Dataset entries
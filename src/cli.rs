use std::path::{Path, PathBuf};

use clap::{Parser, Subcommand};
use keel_tools::PermissionMode;

#[derive(Debug, Parser)]
#[command(
    name = "keel",
    version,
    about = "Run agent tool calls behind a permission engine and a bwrap sandbox"
)]
pub(crate) struct Cli {
    /// Config file; falls back to `KEEL_CONFIG`, then config/default.toml
    #[arg(long, global = true)]
    pub(crate) config: Option<PathBuf>,

    /// Directory tool calls run in and resolve relative paths against
    #[arg(long, global = true)]
    pub(crate) cwd: Option<PathBuf>,

    /// Session permission mode, overriding the config file
    #[arg(long, global = true)]
    pub(crate) permission_mode: Option<PermissionMode>,

    /// Same as `--permission-mode bypass-permissions`
    #[arg(long, global = true, conflicts_with = "permission_mode")]
    pub(crate) dangerously_skip_permissions: bool,

    /// Run shell commands without bwrap even when it is available
    #[arg(long, global = true)]
    pub(crate) no_sandbox: bool,

    #[command(subcommand)]
    pub(crate) command: Command,
}

#[derive(Debug, Subcommand)]
pub(crate) enum Command {
    /// Execute a JSON batch of tool calls and print results in request order
    Run {
        #[arg(long)]
        batch: PathBuf,
    },
    /// Print the permission decision for a shell command without running it
    Check { command: String },
    /// List the registered tools
    Tools,
}

impl Cli {
    /// Mode requested on the command line, if any.
    pub(crate) fn mode_override(&self) -> Option<PermissionMode> {
        if self.dangerously_skip_permissions {
            Some(PermissionMode::BypassPermissions)
        } else {
            self.permission_mode
        }
    }
}

pub(crate) fn resolve_config_path(flag: Option<&Path>) -> PathBuf {
    if let Some(path) = flag {
        return path.to_path_buf();
    }
    if let Ok(path) = std::env::var("KEEL_CONFIG") {
        return PathBuf::from(path);
    }
    PathBuf::from("config/default.toml")
}
//! Permission decisions for tool calls, the prompt bridge, and session
//! configuration.

pub mod bridge;
pub mod config;
pub mod decision;
pub mod engine;

pub use bridge::{BridgeError, DenyAllPrompter, PermissionPrompter, PermissionRequest, PromptResponse};
pub use config::{Config, PermissionsSection, SchedulerConfig};
pub use decision::{
    Behavior, DecisionReason, PermissionDecision, SubcommandResult, allow_rule, compose,
};
pub use engine::{PermissionEngine, ResolvedAsk, permission_request, resolve_ask};
use keel_core::BridgeError;
use thiserror::Error;

/// Faults that cannot be pinned on a single call; the batch is abandoned.
#[derive(Debug, Error)]
pub enum SchedulerError {
    #[error("permission check task failed: {0}")]
    PermissionTask(String),
    #[error("permission prompt failed: {0}")]
    Bridge(#[from] BridgeError),
    #[error("tool task failed: {0}")]
    TaskJoin(#[from] tokio::task::JoinError),
}
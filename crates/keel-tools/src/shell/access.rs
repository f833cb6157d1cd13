//! What a simple command runs and which paths it touches.

use super::parse::{SubcommandSpan, Word, pipelines, split};

/// Commands that run another command given as their arguments.
const WRAPPERS: &[&str] = &[
    "command", "env", "nice", "nohup", "stdbuf", "time", "timeout", "xargs",
];

const READ_ONLY: &[&str] = &[
    "basename", "cat", "cmp", "column", "comm", "cut", "date", "df", "diff", "dirname", "du",
    "echo", "false", "fd", "file", "grep", "head", "id", "jq", "less", "ls", "md5sum", "nl",
    "printenv", "printf", "pwd", "readlink", "realpath", "rg", "sha256sum", "sleep", "sort",
    "stat", "tail", "test", "tr", "tree", "true", "uname", "uniq", "wc", "which", "whoami",
];

const READ_ONLY_GIT: &[&str] = &[
    "blame", "cat-file", "describe", "diff", "grep", "log", "ls-files", "ls-tree", "rev-parse",
    "shortlog", "show", "status",
];

const FIND_ACTIONS: &[&str] = &[
    "-delete", "-exec", "-execdir", "-fls", "-fprint", "-fprint0", "-fprintf", "-ok", "-okdir",
];

const DISCARD_TARGETS: &[&str] = &["/dev/null", "/dev/stdout", "/dev/stderr"];

/// Basename of an executable word: `/usr/bin/git` is `git`.
#[must_use]
pub fn basename(word: &str) -> &str {
    word.rsplit('/').next().unwrap_or(word)
}

/// Executables a span runs, outermost first: `timeout 5 git log` yields
/// `["timeout", "git"]`.
#[must_use]
pub fn executables(span: &SubcommandSpan) -> Vec<String> {
    let mut out = Vec::new();
    walk(span.command_words(), &mut |name, _| out.push(name.to_owned()));
    out
}

fn innermost(span: &SubcommandSpan) -> Option<(String, &[Word])> {
    let mut last = None;
    walk(span.command_words(), &mut |name, args| {
        last = Some((name.to_owned(), args));
    });
    last
}

fn walk<'a>(words: &'a [Word], visit: &mut dyn FnMut(&str, &'a [Word])) {
    let mut i = 0;
    while let Some(word) = words.get(i) {
        let name = basename(&word.value);
        visit(name, &words[i + 1..]);
        if !WRAPPERS.contains(&name) {
            return;
        }
        i += 1;
        while let Some(arg) = words.get(i) {
            let v = arg.value.as_str();
            if option_takes_value(name, v) {
                i += 2;
            } else if v.starts_with('-')
                || v.starts_with(|c: char| c.is_ascii_digit())
                || (name == "env" && v.contains('='))
            {
                i += 1;
            } else {
                break;
            }
        }
    }
}

fn option_takes_value(wrapper: &str, option: &str) -> bool {
    matches!(
        (wrapper, option),
        ("xargs", "-I" | "-n" | "-P" | "-L" | "-d" | "-E" | "-s" | "-a")
            | ("env", "-u" | "-C" | "-S")
            | ("timeout", "-k" | "-s")
            | ("nice", "-n")
    )
}

/// True when the span can only read: every executable it runs is read-only
/// and output goes nowhere but the terminal or `/dev/null`.
#[must_use]
pub fn is_read_only(span: &SubcommandSpan) -> bool {
    if span
        .output_targets()
        .any(|t| !DISCARD_TARGETS.contains(&t))
    {
        return false;
    }
    let Some((name, args)) = innermost(span) else {
        return true;
    };
    let chain = executables(span);
    let wrappers_ok = chain[..chain.len() - 1]
        .iter()
        .all(|w| w != "xargs" || READ_ONLY.contains(&name.as_str()));
    wrappers_ok && command_is_read_only(&name, args)
}

fn command_is_read_only(name: &str, args: &[Word]) -> bool {
    let mut values = args.iter().map(|w| w.value.as_str());
    match name {
        "find" => !values.any(|a| FIND_ACTIONS.contains(&a)),
        "sed" => !values.any(|a| a.starts_with("-i") || a.starts_with("--in-place")),
        "git" => git_subcommand(args).is_some_and(|sub| READ_ONLY_GIT.contains(&sub)),
        "env" => true,
        _ => READ_ONLY.contains(&name),
    }
}

fn git_subcommand(args: &[Word]) -> Option<&str> {
    let mut values = args.iter().map(|w| w.value.as_str());
    while let Some(arg) = values.next() {
        match arg {
            "-C" | "-c" | "--git-dir" | "--work-tree" => {
                values.next();
            }
            _ if arg.starts_with('-') => {}
            _ => return Some(arg),
        }
    }
    None
}

/// True when `command` parses and every sub-command in it is read-only.
#[must_use]
pub fn is_read_only_command(command: &str) -> bool {
    let Ok(spans) = split(command) else {
        return false;
    };
    let groups = pipelines(&spans);
    !groups.is_empty()
        && groups
            .iter()
            .flat_map(|p| p.segments.iter())
            .all(|s| is_read_only(s))
}

/// Paths a sub-command reads and writes, as written (unresolved).
#[derive(Debug, Clone, Default, PartialEq, Eq)]
pub struct PathAccess {
    pub read: Vec<String>,
    pub write: Vec<String>,
}

#[must_use]
pub fn accessed_paths(span: &SubcommandSpan) -> PathAccess {
    let mut access = PathAccess::default();
    access.write.extend(
        span.output_targets()
            .filter(|t| !DISCARD_TARGETS.contains(t) && !t.starts_with("/dev/fd/"))
            .map(str::to_owned),
    );
    access
        .read
        .extend(span.input_sources().map(str::to_owned));

    let Some((name, args)) = innermost(span) else {
        return access;
    };
    let operands: Vec<&str> = args
        .iter()
        .map(|w| w.value.as_str())
        .filter(|a| !a.starts_with('-'))
        .collect();
    let owned = |items: &[&str]| items.iter().map(|s| (*s).to_owned()).collect::<Vec<_>>();

    match name.as_str() {
        "rm" | "rmdir" | "mkdir" | "touch" | "unlink" | "shred" | "truncate" | "tee" | "mv" => {
            access.write.extend(owned(&operands));
        }
        "cp" | "install" | "ln" => {
            if let Some((last, sources)) = operands.split_last() {
                access.read.extend(owned(sources));
                access.write.push((*last).to_owned());
            }
        }
        "chmod" | "chown" | "chgrp" => {
            access.write.extend(owned(operands.get(1..).unwrap_or_default()));
        }
        "sed" if !command_is_read_only(&name, args) => {
            let has_script_flag = args.iter().any(|w| w.value == "-e" || w.value == "-f");
            let files = if has_script_flag {
                &operands[..]
            } else {
                operands.get(1..).unwrap_or_default()
            };
            access.write.extend(owned(files));
        }
        _ => {
            access
                .read
                .extend(operands.iter().filter(|a| looks_like_path(a)).map(|s| (*s).to_owned()));
        }
    }
    access
}

fn looks_like_path(arg: &str) -> bool {
    if arg.contains("://") {
        return false;
    }
    arg == "."
        || arg == ".."
        || arg.starts_with('/')
        || arg.starts_with('~')
        || arg.contains('/')
}
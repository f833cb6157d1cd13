mod cli;
mod prompt;
mod session;

use std::path::Path;

use anyhow::Context;
use clap::Parser;
use keel_core::Config;
use keel_scheduler::{CallOutcome, CallResult, QueueEvent};
use keel_tools::ToolCallRequest;
use serde::Deserialize;
use serde_json::json;
use tokio::sync::mpsc;

use crate::cli::{Cli, Command};
use crate::session::Session;

#[tokio::main]
async fn main() -> anyhow::Result<()> {
    init_subscriber();

    let cli = Cli::parse();
    let config_path = cli::resolve_config_path(cli.config.as_deref());
    let config = Config::load(&config_path)?;
    let mut session = Session::build(&cli, &config).await?;

    let result = match &cli.command {
        Command::Run { batch } => run_batch(&mut session, batch).await,
        Command::Check { command } => check(&session, command),
        Command::Tools => {
            for def in session.registry.definitions() {
                println!("{:<6} {}", def.id, def.description);
            }
            Ok(())
        }
    };
    session.cleanup();
    result
}

fn init_subscriber() {
    use tracing_subscriber::layer::SubscriberExt;
    use tracing_subscriber::util::SubscriberInitExt;

    let filter = tracing_subscriber::EnvFilter::try_from_default_env()
        .unwrap_or_else(|_| tracing_subscriber::EnvFilter::new("info"));
    tracing_subscriber::registry()
        .with(filter)
        .with(tracing_subscriber::fmt::layer().with_writer(std::io::stderr))
        .init();
}

/// One entry of a batch file.
#[derive(Debug, Deserialize)]
struct BatchCall {
    #[serde(default)]
    id: Option<String>,
    tool: String,
    #[serde(default)]
    input: serde_json::Value,
}

/// Parse a batch file: a JSON array of `{ "tool", "input", "id"? }`, in the
/// order results should be delivered.
fn parse_batch(content: &str, turn_id: &str) -> anyhow::Result<Vec<ToolCallRequest>> {
    let calls: Vec<BatchCall> = serde_json::from_str(content)
        .context("batch file must be a JSON array of tool calls")?;
    Ok(calls
        .into_iter()
        .enumerate()
        .map(|(index, call)| ToolCallRequest {
            tool_use_id: call.id.unwrap_or_else(|| format!("call_{index}")),
            tool_id: call.tool,
            input: call.input,
            index,
            turn_id: turn_id.to_owned(),
        })
        .collect())
}

async fn run_batch(session: &mut Session, path: &Path) -> anyhow::Result<()> {
    let content = tokio::fs::read_to_string(path)
        .await
        .with_context(|| format!("failed to read batch file {}", path.display()))?;
    let requests = parse_batch(&content, &session.id)?;

    let cancel = session.ctx.cancel.clone();
    tokio::spawn(async move {
        if let Err(e) = tokio::signal::ctrl_c().await {
            tracing::error!("failed to listen for ctrl-c: {e:#}");
            return;
        }
        tracing::info!("received interrupt, cancelling batch");
        cancel.cancel();
    });

    let (tx, mut rx) = mpsc::unbounded_channel();
    let printer = tokio::spawn(async move {
        while let Some(event) = rx.recv().await {
            match event {
                QueueEvent::Progress { index, text, .. } => eprintln!("[{index}] {text}"),
                QueueEvent::Finalized(result) => println!("{}", render(&result)),
                QueueEvent::State { .. } => {}
            }
        }
    });

    let report = session
        .queue
        .run_batch(requests, &mut session.ctx, tx)
        .await?;
    printer.await.context("result printer stopped")?;

    tracing::info!(
        completed = report.completed(),
        failed = report.failed(),
        cancelled = report.cancelled(),
        "batch done"
    );
    Ok(())
}

fn render(result: &CallResult) -> serde_json::Value {
    let mut line = json!({
        "index": result.index,
        "id": result.tool_use_id,
        "tool": result.tool_id,
        "status": result.outcome.state().as_str(),
    });
    match &result.outcome {
        CallOutcome::Completed(output) => line["output"] = json!(output.summary),
        CallOutcome::Failed(failure) => {
            line["error"] = json!(failure.message);
            line["kind"] = json!(failure.kind);
        }
        CallOutcome::Cancelled => {}
    }
    if let Some(decision) = &result.decision {
        line["decision"] = json!(decision.behavior());
    }
    line
}

fn check(session: &Session, command: &str) -> anyhow::Result<()> {
    let tool = session
        .registry
        .get("bash")
        .context("bash tool is not registered")?;
    let input = json!({ "command": command });
    let snapshot = session.ctx.snapshot();
    tool.validate_input(&input, &snapshot)
        .context("invalid command")?;

    let decision = session.engine.evaluate(tool.as_ref(), &input, &snapshot);
    println!("{}", serde_json::to_string_pretty(&decision)?);
    Ok(())
}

• _Assigned task_
What you return should be the lines from the start of the data through the line with "pub mod engine;", quoted exactly and nothing more.

• _Answer below_
filename src/cli.rs
use std::path::{Path, PathBuf};

use clap::{Parser, Subcommand};
use keel_tools::PermissionMode;

#[derive(Debug, Parser)]
#[command(
    name = "keel",
    version,
    about = "Run agent tool calls behind a permission engine and a bwrap sandbox"
)]
pub(crate) struct Cli {
    /// Config file; falls back to `KEEL_CONFIG`, then config/default.toml
    #[arg(long, global = true)]
    pub(crate) config: Option<PathBuf>,

    /// Directory tool calls run in and resolve relative paths against
    #[arg(long, global = true)]
    pub(crate) cwd: Option<PathBuf>,

    /// Session permission mode, overriding the config file
    #[arg(long, global = true)]
    pub(crate) permission_mode: Option<PermissionMode>,

    /// Same as `--permission-mode bypass-permissions`
    #[arg(long, global = true, conflicts_with = "permission_mode")]
    pub(crate) dangerously_skip_permissions: bool,

    /// Run shell commands without bwrap even when it is available
    #[arg(long, global = true)]
    pub(crate) no_sandbox: bool,

    #[command(subcommand)]
    pub(crate) command: Command,
}

#[derive(Debug, Subcommand)]
pub(crate) enum Command {
    /// Execute a JSON batch of tool calls and print results in request order
    Run {
        #[arg(long)]
        batch: PathBuf,
    },
    /// Print the permission decision for a shell command without running it
    Check { command: String },
    /// List the registered tools
    Tools,
}

impl Cli {
    /// Mode requested on the command line, if any.
    pub(crate) fn mode_override(&self) -> Option<PermissionMode> {
        if self.dangerously_skip_permissions {
            Some(PermissionMode::BypassPermissions)
        } else {
            self.permission_mode
        }
    }
}

pub(crate) fn resolve_config_path(flag: Option<&Path>) -> PathBuf {
    if let Some(path) = flag {
        return path.to_path_buf();
    }
    if let Ok(path) = std::env::var("KEEL_CONFIG") {
        return PathBuf::from(path);
    }
    PathBuf::from("config/default.toml")
}
//! Permission decisions for tool calls, the prompt bridge, and session
//! configuration.

pub mod bridge;
pub mod config;
pub mod decision;
pub mod engine;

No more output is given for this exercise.